What to work on - Where a line of the following data contains the string "ServerList", include it in the tally. Report the total alone.

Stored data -
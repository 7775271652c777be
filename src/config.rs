use std::env;
use std::sync::OnceLock;

static CONFIG: OnceLock<Config> = OnceLock::new();

// --- CONFIG AGGREGATOR ---

#[derive(Debug, Clone)]
pub struct Config {
    pub server: ServerConfig,
    pub panel: PanelConfig,
    pub cache: CacheConfig,
    pub scheduler: SchedulerConfig,
}

impl Config {
    pub fn global() -> &'static Config {
        CONFIG.get_or_init(Self::load)
    }

    fn load() -> Self {
        dotenv::dotenv().ok();
        Self {
            server: ServerConfig::load(),
            panel: PanelConfig::load(),
            cache: CacheConfig::load(),
            scheduler: SchedulerConfig::load(),
        }
    }
}

// --- MODULES ---

// SERVER
#[derive(Debug, Clone)]
pub struct ServerConfig {
    pub host: String,
    pub port: u16,
    pub log_level: String,
}

impl ServerConfig {
    fn load() -> Self {
        Self {
            host:      get_env("SERVER_HOST", "127.0.0.1"),
            port:      get_env("PORT", "8080"),
            log_level: get_env("RESCACHE_LOG", "info"),
        }
    }
}

// PANEL (upstream application API)
#[derive(Debug, Clone)]
pub struct PanelConfig {
    pub api_url: String,
    pub api_key: String,
    pub http_timeout_secs: u64,
}

impl PanelConfig {
    fn load() -> Self {
        Self {
            api_url:           get_env("PANEL_API_URL", ""),
            api_key:           get_env("PANEL_API_KEY", ""),
            http_timeout_secs: get_env("PANEL_HTTP_TIMEOUT_SECS", "30"),
        }
    }
}

// CACHE
#[derive(Debug, Clone)]
pub struct CacheConfig {
    pub sweep_interval_secs: u64,
    pub snapshot_ttl_secs: u64,
}

impl CacheConfig {
    fn load() -> Self {
        Self {
            sweep_interval_secs: get_env("CACHE_SWEEP_INTERVAL_SECS", "300"),
            snapshot_ttl_secs:   get_env("SNAPSHOT_TTL_SECS", "86400"),
        }
    }
}

// SCHEDULER
#[derive(Debug, Clone)]
pub struct SchedulerConfig {
    pub update_interval_mins: u64,
    pub max_jitter_secs: u64,
    pub user_ids: Vec<u32>,
}

impl SchedulerConfig {
    fn load() -> Self {
        Self {
            update_interval_mins: get_env("UPDATE_INTERVAL_MINUTES", "15"),
            max_jitter_secs:      get_env("SCHEDULER_MAX_JITTER_SECS", "60"),
            user_ids:             load_user_ids(),
        }
    }
}

/// Comma-separated USER_IDS from the environment, falling back to a users.txt
/// file in the working directory. Malformed entries are skipped.
fn load_user_ids() -> Vec<u32> {
    let raw = match env::var("USER_IDS") {
        Ok(list) => list,
        Err(_) => std::fs::read_to_string("users.txt").unwrap_or_default(),
    };

    raw.split(',')
        .map(str::trim)
        .filter(|s| !s.is_empty())
        .filter_map(|s| match s.parse::<u32>() {
            Ok(0) | Err(_) => {
                tracing::warn!("Skipping invalid user id: {:?}", s);
                None
            }
            Ok(id) => Some(id),
        })
        .collect()
}

// --- PRIVATE HELPER ---

fn get_env<T: std::str::FromStr>(key: &str, default: &str) -> T {
    env::var(key)
        .unwrap_or_else(|_| default.to_string())
        .parse()
        .map_err(|_| format!("Config error: {} must be valid", key))
        .unwrap()
}
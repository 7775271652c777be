//! Panel application-API client.
//!
//! The one upstream query the service needs: the full server list for a
//! panel user, fetched through the application API with bearer auth.

use async_trait::async_trait;
use serde::Deserialize;

use crate::config::PanelConfig;
use crate::error::{ResourceError, Result};
use crate::resources::types::ServerRecord;

/// Boundary to the upstream resource provider. The production implementation
/// talks HTTP; tests substitute their own.
#[async_trait]
pub trait ServerSource: Send + Sync {
    async fn fetch_user_servers(&self, user_id: u32) -> Result<Vec<ServerRecord>>;
}

// ========================================
// HTTP CLIENT
// ========================================

pub struct PanelClient {
    config: PanelConfig,
    http_client: reqwest::Client,
}

impl PanelClient {
    pub fn new(config: PanelConfig) -> Self {
        let http_client = reqwest::Client::builder()
            .timeout(std::time::Duration::from_secs(config.http_timeout_secs))
            .build()
            .expect("Failed to create HTTP client");

        Self {
            config,
            http_client,
        }
    }
}

#[async_trait]
impl ServerSource for PanelClient {
    async fn fetch_user_servers(&self, user_id: u32) -> Result<Vec<ServerRecord>> {
        let url = format!(
            "{}/api/application/users/{}?include=servers",
            self.config.api_url, user_id
        );

        let response = self
            .http_client
            .get(&url)
            .bearer_auth(&self.config.api_key)
            .header(reqwest::header::ACCEPT, "application/json")
            .send()
            .await?;

        let status = response.status();
        if !status.is_success() {
            let body = response.text().await.unwrap_or_default();
            return Err(ResourceError::UpstreamStatus {
                status: status.as_u16(),
                body,
            });
        }

        let body = response.text().await?;
        let detail: UserDetail = serde_json::from_str(&body)
            .map_err(|_| ResourceError::MalformedResponse("unexpected response body"))?;

        let relationships = detail
            .attributes
            .relationships
            .ok_or(ResourceError::MalformedResponse("missing relationships in response"))?;
        let servers = relationships
            .servers
            .ok_or(ResourceError::MalformedResponse("missing servers in response"))?;

        Ok(servers.data.into_iter().map(|s| s.attributes).collect())
    }
}

// ========================================
// RESPONSE SHAPE
// ========================================

#[derive(Deserialize)]
struct UserDetail {
    attributes: UserAttributes,
}

#[derive(Deserialize)]
struct UserAttributes {
    relationships: Option<UserRelationships>,
}

#[derive(Deserialize)]
struct UserRelationships {
    servers: Option<ServerList>,
}

#[derive(Deserialize)]
struct ServerList {
    data: Vec<ServerEnvelope>,
}

#[derive(Deserialize)]
struct ServerEnvelope {
    attributes: ServerRecord,
}
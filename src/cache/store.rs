//! TTL cache store: in-memory key/value map with per-entry expiry.
//! Shared by the refresh scheduler and the request path.

use dashmap::DashMap;
use std::sync::Arc;
use std::time::{Duration, Instant};
use bytes::Bytes;
use tokio::time;

use crate::config::CacheConfig;

// ========================================
// ENTRY - Value wrapper with expiry
// ========================================

#[derive(Clone, Debug)]
struct Entry {
    value: Bytes,
    expires_at: Instant,
}

impl Entry {
    fn is_expired(&self, now: Instant) -> bool {
        now >= self.expires_at
    }
}

// ========================================
// CACHE STORE
// ========================================

pub struct CacheStore {
    inner: Arc<DashMap<String, Entry>>,
    default_ttl_secs: u64,
}

impl CacheStore {
    pub fn new(config: CacheConfig) -> Self {
        let inner = Arc::new(DashMap::new());

        // Weak reference for the sweep task
        // This prevents the task from keeping the map alive if the store is dropped
        let weak_inner = Arc::downgrade(&inner);
        let sweep_interval = config.sweep_interval_secs;

        tokio::spawn(async move {
            let mut interval = time::interval(Duration::from_secs(sweep_interval));
            interval.tick().await; // Skip first immediate tick
            loop {
                interval.tick().await;

                match weak_inner.upgrade() {
                    Some(map) => {
                        let now = Instant::now();
                        map.retain(|_, entry: &mut Entry| !entry.is_expired(now));
                        tracing::debug!("Cache sweep complete, entries remaining: {}", map.len());
                    }
                    None => {
                        // Store has been dropped, stop the sweep task
                        break;
                    }
                }
            }
        });

        Self {
            inner,
            default_ttl_secs: config.snapshot_ttl_secs,
        }
    }

    /// Store `value` under `key`, overwriting any previous entry. A `ttl` of
    /// None uses the configured snapshot TTL; 0 yields an already-expired entry.
    pub fn set(&self, key: String, value: Bytes, ttl: Option<u64>) {
        let ttl_secs = ttl.unwrap_or(self.default_ttl_secs);
        self.inner.insert(key, Entry {
            value,
            expires_at: Instant::now() + Duration::from_secs(ttl_secs),
        });
    }

    /// Copy out the value stored under `key`, if a live entry exists.
    /// Expired-but-unswept entries read as absent.
    pub fn get(&self, key: &str) -> Option<Bytes> {
        let entry = self.inner.get(key)?;
        if entry.is_expired(Instant::now()) {
            return None;
        }
        Some(entry.value.clone())
    }

    /// Number of physically held entries, expired-but-unswept included.
    pub fn len(&self) -> usize {
        self.inner.len()
    }

    pub fn is_empty(&self) -> bool {
        self.inner.is_empty()
    }
}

Solution - 2